From the entries below, report how many lines contain the string "FactoryConfig". Only the number is wanted.

=== Section Start ===

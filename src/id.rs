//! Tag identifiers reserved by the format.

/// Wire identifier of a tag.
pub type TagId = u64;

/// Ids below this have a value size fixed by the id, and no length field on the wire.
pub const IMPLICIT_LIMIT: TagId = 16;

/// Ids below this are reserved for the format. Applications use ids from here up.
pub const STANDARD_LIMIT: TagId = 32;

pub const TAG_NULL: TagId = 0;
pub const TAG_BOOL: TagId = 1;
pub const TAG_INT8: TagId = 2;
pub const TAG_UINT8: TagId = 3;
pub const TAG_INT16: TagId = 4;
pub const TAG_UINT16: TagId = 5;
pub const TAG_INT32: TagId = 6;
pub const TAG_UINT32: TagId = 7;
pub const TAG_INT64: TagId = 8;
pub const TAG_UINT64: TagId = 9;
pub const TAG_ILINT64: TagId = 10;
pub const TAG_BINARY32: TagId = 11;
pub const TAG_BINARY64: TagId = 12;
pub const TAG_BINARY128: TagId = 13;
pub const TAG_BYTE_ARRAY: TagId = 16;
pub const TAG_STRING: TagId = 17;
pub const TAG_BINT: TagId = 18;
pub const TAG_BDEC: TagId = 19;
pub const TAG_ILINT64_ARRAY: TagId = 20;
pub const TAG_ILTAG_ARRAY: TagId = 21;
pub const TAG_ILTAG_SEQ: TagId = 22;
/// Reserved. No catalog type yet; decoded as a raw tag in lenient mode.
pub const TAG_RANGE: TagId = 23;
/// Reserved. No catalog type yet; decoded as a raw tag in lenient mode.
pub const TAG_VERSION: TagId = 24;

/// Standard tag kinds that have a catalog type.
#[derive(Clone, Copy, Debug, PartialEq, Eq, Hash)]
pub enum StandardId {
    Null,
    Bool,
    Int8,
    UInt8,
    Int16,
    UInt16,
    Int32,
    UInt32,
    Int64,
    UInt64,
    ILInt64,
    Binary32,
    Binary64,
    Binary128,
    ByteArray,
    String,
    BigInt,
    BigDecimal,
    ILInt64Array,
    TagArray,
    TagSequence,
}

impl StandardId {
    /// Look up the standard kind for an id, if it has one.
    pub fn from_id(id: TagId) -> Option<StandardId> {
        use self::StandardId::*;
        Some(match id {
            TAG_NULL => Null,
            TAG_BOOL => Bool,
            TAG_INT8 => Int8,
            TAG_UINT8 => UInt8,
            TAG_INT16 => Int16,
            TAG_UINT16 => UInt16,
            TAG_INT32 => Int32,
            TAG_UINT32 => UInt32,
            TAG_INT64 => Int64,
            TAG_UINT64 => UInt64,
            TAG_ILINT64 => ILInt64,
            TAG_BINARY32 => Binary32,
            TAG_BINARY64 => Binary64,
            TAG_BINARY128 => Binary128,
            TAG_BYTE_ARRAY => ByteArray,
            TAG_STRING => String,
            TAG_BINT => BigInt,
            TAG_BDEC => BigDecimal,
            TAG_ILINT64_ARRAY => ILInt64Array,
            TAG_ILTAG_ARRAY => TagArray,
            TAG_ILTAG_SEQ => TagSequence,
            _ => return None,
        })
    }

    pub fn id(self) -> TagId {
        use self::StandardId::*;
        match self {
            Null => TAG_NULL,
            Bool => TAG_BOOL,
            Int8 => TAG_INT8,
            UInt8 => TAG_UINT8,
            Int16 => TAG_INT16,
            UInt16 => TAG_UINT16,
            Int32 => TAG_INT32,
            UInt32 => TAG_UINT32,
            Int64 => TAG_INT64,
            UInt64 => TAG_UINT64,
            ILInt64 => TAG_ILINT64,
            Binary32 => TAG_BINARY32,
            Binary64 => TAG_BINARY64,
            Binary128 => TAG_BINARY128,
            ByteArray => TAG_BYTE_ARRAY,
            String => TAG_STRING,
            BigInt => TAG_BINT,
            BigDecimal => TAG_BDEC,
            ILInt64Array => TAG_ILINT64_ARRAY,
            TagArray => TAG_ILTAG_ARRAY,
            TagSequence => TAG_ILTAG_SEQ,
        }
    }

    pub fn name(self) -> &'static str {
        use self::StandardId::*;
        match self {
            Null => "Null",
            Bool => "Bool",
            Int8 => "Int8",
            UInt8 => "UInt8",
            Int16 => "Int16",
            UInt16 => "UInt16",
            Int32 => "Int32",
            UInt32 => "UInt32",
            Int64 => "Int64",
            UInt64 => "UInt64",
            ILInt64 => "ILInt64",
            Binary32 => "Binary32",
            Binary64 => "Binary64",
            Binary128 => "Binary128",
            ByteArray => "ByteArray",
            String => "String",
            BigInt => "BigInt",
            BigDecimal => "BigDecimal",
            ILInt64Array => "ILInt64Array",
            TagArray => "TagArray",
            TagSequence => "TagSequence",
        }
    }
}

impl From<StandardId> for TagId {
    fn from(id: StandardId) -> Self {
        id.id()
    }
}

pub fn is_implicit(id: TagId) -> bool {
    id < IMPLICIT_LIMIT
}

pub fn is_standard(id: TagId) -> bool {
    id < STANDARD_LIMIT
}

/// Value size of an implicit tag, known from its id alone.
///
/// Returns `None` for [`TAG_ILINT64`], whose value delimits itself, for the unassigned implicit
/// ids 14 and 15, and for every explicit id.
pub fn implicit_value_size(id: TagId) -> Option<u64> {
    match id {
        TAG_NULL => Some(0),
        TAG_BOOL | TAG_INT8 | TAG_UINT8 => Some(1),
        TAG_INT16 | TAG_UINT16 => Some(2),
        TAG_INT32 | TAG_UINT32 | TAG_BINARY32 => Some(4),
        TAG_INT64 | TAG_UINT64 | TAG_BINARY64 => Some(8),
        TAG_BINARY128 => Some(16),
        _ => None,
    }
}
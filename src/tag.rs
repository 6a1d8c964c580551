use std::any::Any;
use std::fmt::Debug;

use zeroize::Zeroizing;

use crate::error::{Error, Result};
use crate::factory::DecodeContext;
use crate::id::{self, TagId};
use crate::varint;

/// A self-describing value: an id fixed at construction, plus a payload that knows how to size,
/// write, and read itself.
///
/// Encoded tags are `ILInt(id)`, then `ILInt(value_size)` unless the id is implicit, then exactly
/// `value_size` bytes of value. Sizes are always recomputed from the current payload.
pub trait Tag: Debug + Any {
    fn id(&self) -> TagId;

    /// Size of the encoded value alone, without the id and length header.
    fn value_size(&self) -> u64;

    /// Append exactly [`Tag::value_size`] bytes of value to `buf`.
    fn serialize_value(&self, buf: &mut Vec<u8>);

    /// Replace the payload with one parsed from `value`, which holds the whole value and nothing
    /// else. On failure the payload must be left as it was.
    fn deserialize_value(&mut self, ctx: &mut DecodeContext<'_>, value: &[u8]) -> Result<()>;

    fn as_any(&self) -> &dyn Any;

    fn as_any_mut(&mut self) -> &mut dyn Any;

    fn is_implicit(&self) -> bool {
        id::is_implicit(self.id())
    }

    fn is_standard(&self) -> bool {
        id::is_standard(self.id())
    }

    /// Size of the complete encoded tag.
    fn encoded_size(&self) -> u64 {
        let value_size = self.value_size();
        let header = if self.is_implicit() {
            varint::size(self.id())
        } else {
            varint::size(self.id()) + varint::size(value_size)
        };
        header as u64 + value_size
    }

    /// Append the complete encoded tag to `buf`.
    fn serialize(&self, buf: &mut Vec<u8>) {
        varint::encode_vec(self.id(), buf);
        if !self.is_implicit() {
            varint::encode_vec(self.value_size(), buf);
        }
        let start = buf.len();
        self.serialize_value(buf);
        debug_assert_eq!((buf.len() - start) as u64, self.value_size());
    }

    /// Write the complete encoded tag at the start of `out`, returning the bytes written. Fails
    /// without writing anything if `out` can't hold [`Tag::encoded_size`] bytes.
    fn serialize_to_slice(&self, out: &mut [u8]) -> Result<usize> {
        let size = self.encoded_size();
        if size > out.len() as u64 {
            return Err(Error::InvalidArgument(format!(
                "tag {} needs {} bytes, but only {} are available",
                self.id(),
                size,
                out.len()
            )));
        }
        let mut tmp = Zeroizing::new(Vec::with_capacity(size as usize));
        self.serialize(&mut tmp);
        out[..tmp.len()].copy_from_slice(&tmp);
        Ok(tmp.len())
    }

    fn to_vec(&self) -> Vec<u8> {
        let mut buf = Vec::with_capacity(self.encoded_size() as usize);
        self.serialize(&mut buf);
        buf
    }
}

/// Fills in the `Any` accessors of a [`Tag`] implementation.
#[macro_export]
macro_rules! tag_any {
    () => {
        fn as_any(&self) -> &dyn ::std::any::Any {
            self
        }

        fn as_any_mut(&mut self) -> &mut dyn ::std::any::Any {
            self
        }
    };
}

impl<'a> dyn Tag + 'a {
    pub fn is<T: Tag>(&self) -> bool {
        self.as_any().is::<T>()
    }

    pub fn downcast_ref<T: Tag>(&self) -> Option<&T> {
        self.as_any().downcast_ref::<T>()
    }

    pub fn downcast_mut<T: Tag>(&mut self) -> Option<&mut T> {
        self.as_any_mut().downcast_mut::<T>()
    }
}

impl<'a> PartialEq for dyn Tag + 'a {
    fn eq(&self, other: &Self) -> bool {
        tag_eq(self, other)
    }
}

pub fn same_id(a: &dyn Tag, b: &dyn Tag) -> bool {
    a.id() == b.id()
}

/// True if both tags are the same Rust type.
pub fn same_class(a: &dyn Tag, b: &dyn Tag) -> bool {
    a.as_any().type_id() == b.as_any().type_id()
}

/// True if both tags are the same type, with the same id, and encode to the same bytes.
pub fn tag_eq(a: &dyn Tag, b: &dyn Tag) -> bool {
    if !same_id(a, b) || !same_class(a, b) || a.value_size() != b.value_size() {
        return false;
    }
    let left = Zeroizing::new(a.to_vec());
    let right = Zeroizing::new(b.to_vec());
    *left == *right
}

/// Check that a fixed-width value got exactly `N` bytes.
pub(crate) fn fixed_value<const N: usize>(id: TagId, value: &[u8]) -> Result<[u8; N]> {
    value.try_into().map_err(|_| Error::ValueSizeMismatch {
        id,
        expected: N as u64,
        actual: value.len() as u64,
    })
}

=== Section End ===
=== Section Start ===

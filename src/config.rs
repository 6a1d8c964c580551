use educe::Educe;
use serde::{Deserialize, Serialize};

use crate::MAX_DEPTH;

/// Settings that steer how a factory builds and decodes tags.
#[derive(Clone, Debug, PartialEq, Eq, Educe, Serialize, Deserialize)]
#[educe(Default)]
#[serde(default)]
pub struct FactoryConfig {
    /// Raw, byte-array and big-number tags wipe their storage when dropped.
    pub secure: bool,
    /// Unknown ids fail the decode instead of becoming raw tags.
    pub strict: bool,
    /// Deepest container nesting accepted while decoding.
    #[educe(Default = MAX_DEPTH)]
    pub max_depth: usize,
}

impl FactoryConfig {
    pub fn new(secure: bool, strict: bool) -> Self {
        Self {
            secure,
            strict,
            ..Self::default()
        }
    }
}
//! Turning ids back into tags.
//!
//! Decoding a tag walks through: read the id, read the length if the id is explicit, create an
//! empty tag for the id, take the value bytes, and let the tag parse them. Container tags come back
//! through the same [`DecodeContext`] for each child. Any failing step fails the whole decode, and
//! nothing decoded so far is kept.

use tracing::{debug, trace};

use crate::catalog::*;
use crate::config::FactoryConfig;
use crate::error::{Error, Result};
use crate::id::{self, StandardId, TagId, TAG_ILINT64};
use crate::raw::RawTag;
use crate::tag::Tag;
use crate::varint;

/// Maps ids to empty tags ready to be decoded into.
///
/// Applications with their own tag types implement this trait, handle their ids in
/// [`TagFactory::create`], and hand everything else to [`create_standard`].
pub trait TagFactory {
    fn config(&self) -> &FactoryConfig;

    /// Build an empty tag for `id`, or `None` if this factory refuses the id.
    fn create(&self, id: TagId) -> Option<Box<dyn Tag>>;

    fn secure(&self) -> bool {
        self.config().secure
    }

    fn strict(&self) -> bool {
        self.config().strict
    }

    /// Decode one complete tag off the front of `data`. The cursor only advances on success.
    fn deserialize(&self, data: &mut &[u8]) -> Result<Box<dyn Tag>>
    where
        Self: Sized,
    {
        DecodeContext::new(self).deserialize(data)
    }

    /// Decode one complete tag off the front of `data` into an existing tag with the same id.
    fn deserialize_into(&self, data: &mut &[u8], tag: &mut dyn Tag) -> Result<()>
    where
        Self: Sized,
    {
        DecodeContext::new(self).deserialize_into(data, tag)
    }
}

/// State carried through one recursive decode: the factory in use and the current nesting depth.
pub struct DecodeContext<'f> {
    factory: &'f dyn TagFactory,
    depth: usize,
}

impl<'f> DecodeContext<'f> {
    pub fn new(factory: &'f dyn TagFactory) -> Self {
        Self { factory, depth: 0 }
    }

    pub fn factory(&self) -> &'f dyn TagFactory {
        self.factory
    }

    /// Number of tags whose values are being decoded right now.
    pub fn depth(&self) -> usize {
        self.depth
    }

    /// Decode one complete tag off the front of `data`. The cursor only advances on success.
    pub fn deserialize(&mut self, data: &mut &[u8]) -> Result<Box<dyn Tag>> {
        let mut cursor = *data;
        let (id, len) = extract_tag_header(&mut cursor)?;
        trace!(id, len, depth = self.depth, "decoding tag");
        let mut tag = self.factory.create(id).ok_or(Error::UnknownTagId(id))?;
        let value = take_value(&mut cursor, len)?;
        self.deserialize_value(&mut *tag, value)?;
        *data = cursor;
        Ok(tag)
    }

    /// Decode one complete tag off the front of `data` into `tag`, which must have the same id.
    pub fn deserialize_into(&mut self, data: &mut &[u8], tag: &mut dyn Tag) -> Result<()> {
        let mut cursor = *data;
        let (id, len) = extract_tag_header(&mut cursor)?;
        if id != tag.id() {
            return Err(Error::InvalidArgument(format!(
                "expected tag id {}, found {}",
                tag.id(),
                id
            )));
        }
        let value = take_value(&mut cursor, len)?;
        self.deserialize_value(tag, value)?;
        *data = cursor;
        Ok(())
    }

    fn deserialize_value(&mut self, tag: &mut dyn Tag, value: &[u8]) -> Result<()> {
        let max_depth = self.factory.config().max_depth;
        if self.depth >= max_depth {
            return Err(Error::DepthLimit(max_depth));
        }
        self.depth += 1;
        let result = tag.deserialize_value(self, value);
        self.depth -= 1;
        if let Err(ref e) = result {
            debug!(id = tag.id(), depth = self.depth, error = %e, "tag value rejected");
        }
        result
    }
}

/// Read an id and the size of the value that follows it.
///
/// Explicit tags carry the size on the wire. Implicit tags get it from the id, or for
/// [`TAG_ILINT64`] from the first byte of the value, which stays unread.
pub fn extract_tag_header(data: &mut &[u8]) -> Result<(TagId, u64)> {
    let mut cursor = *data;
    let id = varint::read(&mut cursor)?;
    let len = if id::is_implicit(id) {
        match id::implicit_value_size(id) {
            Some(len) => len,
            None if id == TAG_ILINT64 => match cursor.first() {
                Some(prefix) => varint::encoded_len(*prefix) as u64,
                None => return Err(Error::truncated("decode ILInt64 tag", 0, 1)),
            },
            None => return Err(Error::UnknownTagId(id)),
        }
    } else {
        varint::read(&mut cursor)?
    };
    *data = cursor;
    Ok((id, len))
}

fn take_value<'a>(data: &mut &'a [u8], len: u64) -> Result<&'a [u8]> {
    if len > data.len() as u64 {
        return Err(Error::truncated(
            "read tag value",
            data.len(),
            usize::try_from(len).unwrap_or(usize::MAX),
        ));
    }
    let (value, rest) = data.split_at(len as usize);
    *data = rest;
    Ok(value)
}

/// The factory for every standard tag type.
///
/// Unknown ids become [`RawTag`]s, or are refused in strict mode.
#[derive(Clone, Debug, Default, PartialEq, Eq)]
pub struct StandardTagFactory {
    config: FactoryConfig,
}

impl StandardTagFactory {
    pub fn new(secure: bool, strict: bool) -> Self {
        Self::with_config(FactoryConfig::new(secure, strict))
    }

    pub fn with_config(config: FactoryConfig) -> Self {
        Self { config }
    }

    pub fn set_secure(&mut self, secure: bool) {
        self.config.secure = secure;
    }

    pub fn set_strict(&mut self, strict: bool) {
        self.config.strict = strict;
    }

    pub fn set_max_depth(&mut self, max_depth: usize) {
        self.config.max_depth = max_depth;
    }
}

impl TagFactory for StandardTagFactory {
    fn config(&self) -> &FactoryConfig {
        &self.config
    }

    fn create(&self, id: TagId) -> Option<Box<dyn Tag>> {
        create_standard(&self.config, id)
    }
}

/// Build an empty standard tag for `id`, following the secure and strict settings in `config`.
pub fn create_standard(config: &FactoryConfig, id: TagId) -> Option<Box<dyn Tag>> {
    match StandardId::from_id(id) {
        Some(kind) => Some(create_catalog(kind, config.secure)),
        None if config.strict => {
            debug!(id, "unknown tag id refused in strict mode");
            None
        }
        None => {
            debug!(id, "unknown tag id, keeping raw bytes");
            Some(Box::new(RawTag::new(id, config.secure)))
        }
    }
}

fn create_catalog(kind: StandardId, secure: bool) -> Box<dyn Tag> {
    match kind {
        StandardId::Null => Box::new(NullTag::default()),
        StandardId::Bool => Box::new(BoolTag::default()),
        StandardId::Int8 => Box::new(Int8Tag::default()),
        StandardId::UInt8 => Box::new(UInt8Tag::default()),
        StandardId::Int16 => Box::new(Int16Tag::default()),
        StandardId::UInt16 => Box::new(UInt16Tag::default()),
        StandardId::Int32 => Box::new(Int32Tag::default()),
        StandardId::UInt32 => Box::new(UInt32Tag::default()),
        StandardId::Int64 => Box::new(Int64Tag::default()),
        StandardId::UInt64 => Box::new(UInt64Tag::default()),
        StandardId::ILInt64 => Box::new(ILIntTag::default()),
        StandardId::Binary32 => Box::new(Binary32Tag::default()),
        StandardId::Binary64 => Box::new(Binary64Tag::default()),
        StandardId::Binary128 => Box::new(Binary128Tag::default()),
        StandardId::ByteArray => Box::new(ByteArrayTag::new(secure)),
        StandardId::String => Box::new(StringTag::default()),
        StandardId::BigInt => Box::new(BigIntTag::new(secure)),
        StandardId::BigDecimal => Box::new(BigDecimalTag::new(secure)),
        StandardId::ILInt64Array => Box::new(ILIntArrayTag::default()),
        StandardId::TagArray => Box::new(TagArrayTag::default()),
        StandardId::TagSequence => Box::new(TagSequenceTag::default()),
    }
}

=== Section End ===
=== Section Start ===

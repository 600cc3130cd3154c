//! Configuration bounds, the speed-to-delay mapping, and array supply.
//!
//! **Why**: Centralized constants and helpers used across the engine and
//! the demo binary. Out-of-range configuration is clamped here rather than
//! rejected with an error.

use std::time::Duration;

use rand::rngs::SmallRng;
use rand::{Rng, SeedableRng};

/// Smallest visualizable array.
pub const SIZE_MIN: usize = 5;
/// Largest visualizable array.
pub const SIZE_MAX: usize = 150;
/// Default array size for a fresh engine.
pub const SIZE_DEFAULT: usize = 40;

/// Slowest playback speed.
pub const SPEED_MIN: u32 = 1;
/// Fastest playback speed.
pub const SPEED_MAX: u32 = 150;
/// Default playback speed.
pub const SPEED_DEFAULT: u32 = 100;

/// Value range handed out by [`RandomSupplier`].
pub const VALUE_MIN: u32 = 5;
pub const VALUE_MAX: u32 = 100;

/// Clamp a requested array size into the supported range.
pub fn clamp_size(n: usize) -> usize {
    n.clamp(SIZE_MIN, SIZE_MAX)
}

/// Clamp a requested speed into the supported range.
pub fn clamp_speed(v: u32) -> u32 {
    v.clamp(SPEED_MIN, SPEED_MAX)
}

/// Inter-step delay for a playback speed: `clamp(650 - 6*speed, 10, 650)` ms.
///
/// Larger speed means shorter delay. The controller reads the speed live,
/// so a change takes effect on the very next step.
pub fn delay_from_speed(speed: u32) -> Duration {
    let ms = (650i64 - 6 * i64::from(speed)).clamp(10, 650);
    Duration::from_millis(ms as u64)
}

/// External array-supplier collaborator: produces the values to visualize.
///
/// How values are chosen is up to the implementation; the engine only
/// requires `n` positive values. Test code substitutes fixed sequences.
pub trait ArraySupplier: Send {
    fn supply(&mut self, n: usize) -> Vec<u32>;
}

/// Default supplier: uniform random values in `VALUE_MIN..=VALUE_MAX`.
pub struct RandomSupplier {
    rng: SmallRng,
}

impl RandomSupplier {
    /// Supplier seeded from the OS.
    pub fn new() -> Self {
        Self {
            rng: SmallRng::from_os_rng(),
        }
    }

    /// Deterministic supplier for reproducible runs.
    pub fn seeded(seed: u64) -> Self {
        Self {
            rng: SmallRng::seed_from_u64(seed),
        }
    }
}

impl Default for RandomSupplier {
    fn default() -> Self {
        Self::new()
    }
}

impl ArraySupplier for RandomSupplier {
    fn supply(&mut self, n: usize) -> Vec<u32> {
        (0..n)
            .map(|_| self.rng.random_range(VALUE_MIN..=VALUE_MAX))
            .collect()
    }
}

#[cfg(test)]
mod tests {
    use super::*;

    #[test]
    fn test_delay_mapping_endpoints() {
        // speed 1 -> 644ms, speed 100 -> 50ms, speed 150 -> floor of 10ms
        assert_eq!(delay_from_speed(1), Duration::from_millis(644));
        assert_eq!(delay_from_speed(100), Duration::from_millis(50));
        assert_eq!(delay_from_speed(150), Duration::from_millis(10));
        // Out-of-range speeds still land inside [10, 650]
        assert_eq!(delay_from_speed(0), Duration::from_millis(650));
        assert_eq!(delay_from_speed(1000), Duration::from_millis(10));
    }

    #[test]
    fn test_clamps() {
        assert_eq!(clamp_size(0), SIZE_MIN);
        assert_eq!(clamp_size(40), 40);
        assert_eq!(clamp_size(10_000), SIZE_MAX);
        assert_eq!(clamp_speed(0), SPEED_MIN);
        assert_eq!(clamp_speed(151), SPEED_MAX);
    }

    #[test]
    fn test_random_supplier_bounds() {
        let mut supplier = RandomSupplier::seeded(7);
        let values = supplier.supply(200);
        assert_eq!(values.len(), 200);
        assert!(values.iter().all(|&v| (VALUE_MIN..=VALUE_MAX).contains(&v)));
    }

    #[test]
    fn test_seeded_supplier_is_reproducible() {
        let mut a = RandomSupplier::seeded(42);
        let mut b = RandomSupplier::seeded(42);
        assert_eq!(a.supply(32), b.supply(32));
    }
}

=== Section End ===

Result for this task - 9